Essa disputa pelo poder via Constituição é o princípio do que vai desembocar no golpe de Estado de Luis Bonaparte, tornando o governo despótico da burguesia num despotismo único, do velho novo imperador Bonaparte. A Assembléia Constituinte vai “ensinar” Bonaparte a dissolvê-la durante o ano de 1849, com medidas contraditórias, pedindo dissolução entre votações e apelando ao povo para enviar petições à Assembléia, fazendo com que o povo se voltasse contra ela.

Este passa a ser o Terceiro Período, que vai marcar a República constitucional e a Assembléia Legislativa Nacional, em que os embates entre os legisladores, divididos entre legitimistas e orleanistas, que confluíam no Partido da Ordem, contra Bonaparte. Marx vai demonstrar que as aparentes diferenças entre ambos são pequenas numa análise mais profunda a respeito da luta de classes e do conseqüente interesse de cada um.

O que separava as duas facções, portanto, não era nenhuma questão de princípios, eram suas condições materiais de existência, duas diferentes espécies de propriedade, era o velho contraste entre a cidade e o campo, a rivalidade entre o capital e o latifúndio[5]”.

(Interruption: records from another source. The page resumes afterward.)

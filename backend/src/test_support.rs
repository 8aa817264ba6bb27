//! Test utilities for the backend crate.
//!
//! [`InMemoryDatabase`] implements every repository port against plain
//! vectors. It mirrors the relational constraints of the migrations (unique
//! POI lookup key, unique history pair, foreign keys) so services and
//! handlers can be exercised end to end without PostgreSQL.

use std::sync::{Arc, Mutex, MutexGuard};

use async_trait::async_trait;
use chrono::{DateTime, Local, TimeZone, Utc};
use mockable::Clock;
use tokio::sync::Barrier;

use crate::domain::ports::{
    HistoryRepository, PoiRepository, RepositoryError, SearchRepository, TicketRepository,
    TripRepository, UserRepository,
};
use crate::domain::{
    History, HistoryChanges, HistoryId, NewHistory, Poi, PoiDraft, PoiId, PoiImage, PoiImageId,
    PoiLookupKey, PoiRef, Search, SearchDraft, SearchId, Ticket, TicketDraft, TicketId, Trip,
    TripDraft, TripId, User, UserDraft, UserId,
};

/// Clock pinned to a single instant.
pub struct FixtureClock(pub DateTime<Utc>);

impl FixtureClock {
    /// Clock fixed at 2025-05-01T09:30:00Z.
    pub fn may_day() -> Self {
        Self(
            Utc.with_ymd_and_hms(2025, 5, 1, 9, 30, 0)
                .single()
                .expect("valid fixture instant"),
        )
    }
}

impl Clock for FixtureClock {
    fn local(&self) -> DateTime<Local> {
        self.0.with_timezone(&Local)
    }

    fn utc(&self) -> DateTime<Utc> {
        self.0
    }
}

#[derive(Debug, Clone)]
struct HistoryRow {
    id: HistoryId,
    user_id: UserId,
    ticket_id: TicketId,
    purchase_date: DateTime<Utc>,
}

#[derive(Default)]
struct Tables {
    next_id: i64,
    users: Vec<User>,
    pois: Vec<Poi>,
    tickets: Vec<Ticket>,
    trips: Vec<Trip>,
    searches: Vec<Search>,
    histories: Vec<HistoryRow>,
}

impl Tables {
    fn allocate(&mut self) -> i64 {
        self.next_id += 1;
        self.next_id
    }

    fn hydrate(&self, row: &HistoryRow) -> Result<History, RepositoryError> {
        let user = self
            .users
            .iter()
            .find(|user| user.id == row.user_id)
            .cloned()
            .ok_or_else(|| RepositoryError::query("dangling user reference"))?;
        let ticket = self
            .tickets
            .iter()
            .find(|ticket| ticket.id == row.ticket_id)
            .cloned()
            .ok_or_else(|| RepositoryError::query("dangling ticket reference"))?;
        Ok(History {
            id: row.id,
            user,
            ticket,
            purchase_date: row.purchase_date,
        })
    }

    fn build_poi(&mut self, id: PoiId, draft: &PoiDraft) -> Poi {
        let images = draft
            .images()
            .iter()
            .map(|image| PoiImage {
                id: PoiImageId::new(self.allocate()),
                image_url: image.image_url.clone(),
                embedding: image.embedding.clone(),
            })
            .collect();
        Poi {
            id,
            name: draft.name().to_owned(),
            description: draft.description().map(str::to_owned),
            location: draft.location().map(str::to_owned),
            image_url: draft.image_url().map(str::to_owned),
            images,
        }
    }

    fn poi_key_taken(&self, key: &PoiLookupKey, except: Option<PoiId>) -> bool {
        self.pois
            .iter()
            .any(|poi| Some(poi.id) != except && key.matches(poi))
    }
}

/// In-memory stand-in for the PostgreSQL schema.
#[derive(Default)]
pub struct InMemoryDatabase {
    tables: Mutex<Tables>,
    history_insert_barrier: Option<Arc<Barrier>>,
}

impl InMemoryDatabase {
    /// Empty database.
    pub fn new() -> Self {
        Self::default()
    }

    /// Empty database whose history inserts wait on `barrier` first, forcing
    /// concurrent creators past the existence check before any of them
    /// writes.
    pub fn with_history_insert_barrier(barrier: Arc<Barrier>) -> Self {
        Self {
            tables: Mutex::default(),
            history_insert_barrier: Some(barrier),
        }
    }

    fn lock(&self) -> MutexGuard<'_, Tables> {
        self.tables.lock().expect("in-memory tables lock")
    }

    /// Number of stored history rows.
    pub fn history_count(&self) -> usize {
        self.lock().histories.len()
    }

    /// Seed a user directly.
    pub fn seed_user(&self, pseudo: &str) -> User {
        let mut tables = self.lock();
        let user = User::new(
            UserId::new(tables.allocate()),
            crate::domain::Pseudo::new(pseudo).expect("valid fixture pseudo"),
        );
        tables.users.push(user.clone());
        user
    }

    /// Seed a POI directly.
    pub fn seed_poi(&self, name: &str, location: Option<&str>) -> Poi {
        let draft = PoiDraft::new(name, None, location.map(str::to_owned), None, Vec::new())
            .expect("valid fixture poi");
        let mut tables = self.lock();
        let id = PoiId::new(tables.allocate());
        let poi = tables.build_poi(id, &draft);
        tables.pois.push(poi.clone());
        poi
    }

    /// Seed a ticket for `poi` directly.
    pub fn seed_ticket(&self, poi: PoiId, price: f64) -> Ticket {
        let mut tables = self.lock();
        let ticket = Ticket {
            id: TicketId::new(tables.allocate()),
            poi: PoiRef { id: poi },
            price,
            transport_mode: Some("Train".to_owned()),
        };
        tables.tickets.push(ticket.clone());
        ticket
    }
}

Orleanistas e leigitimistas estão em lados opostos por quererem colocar suas “casas” ao poder, mas seus interesses em jogo acabam sendo próximos num sentido mais geral. Por exemplo, a cada briga com Bonaparte, ambos se advogam como republicanos e não monarquistas. Isso fará Marx sentenciar mais a frente que, apesar de ambos os grupos serem distintos, pertencem a uma classe social mais ampla, a burguesia, até por receberem, naquele momento, apoio dos industriais burgueses, de um lado e até da aristocracia financeira, do outro.

Ainda sobre a burguesia que tomou o poder e depois se viu obrigada a devolvê-lo às mãos de seus detentores originais, ou seja, a monarquia, Marx fala da impossibilidade da burguesia manter seu poder político, sem perder seu poder social, sendo, então, necessária, para manter todas suas conquistas e seu jugo sobre as demais classes, a abdicação de seu espaço no jogo político, sendo levada à nulidade. Enquanto isso, o Partido da Ordem tenta elaborar e votar leis na Assembléia Nacional para fiscalização e execução e Bonaparte tenta ganhar popularidade aumentando o soldo dos suboficiais, emprestando dinheiro ao povo. A burguesia vai aos poucos perdendo espaço dentro do regime parlamentar e do poder.

Voltando ao embate dentro da Assembléia Nacional, Bonaparte se movimentou, primeiro, para dar força aos monarquistas no Partido da Ordem para que estes atuassem contra a Assembléia Constituinte, sendo o Bonaparte apenas mais um ator, escondido, do processo. Posteriormente, ele descartou esses aliados para retomar o controle e derrubar a Assembléia Nacional, que já não fazia mais parte dos planos. “O partido da ordem perdeu assim, para nunca mais reconquistar, uma posição indispensável para a manutenção do regime parlamentar, a alavanca do poder executivo[6]”. Tudo isso após a abolição do sufrágio universal, feito realizado pelo Partido da Ordem que tirou a escolha do presidente das mãos do povo para colocá-la nas mãos da Assembléia, a partir de dispositivos da Constituição, tornando legal sua medida imoral de diminuir o número de votantes e manter o mínimo legal para eleição sem escolha ser feita na Assembléia.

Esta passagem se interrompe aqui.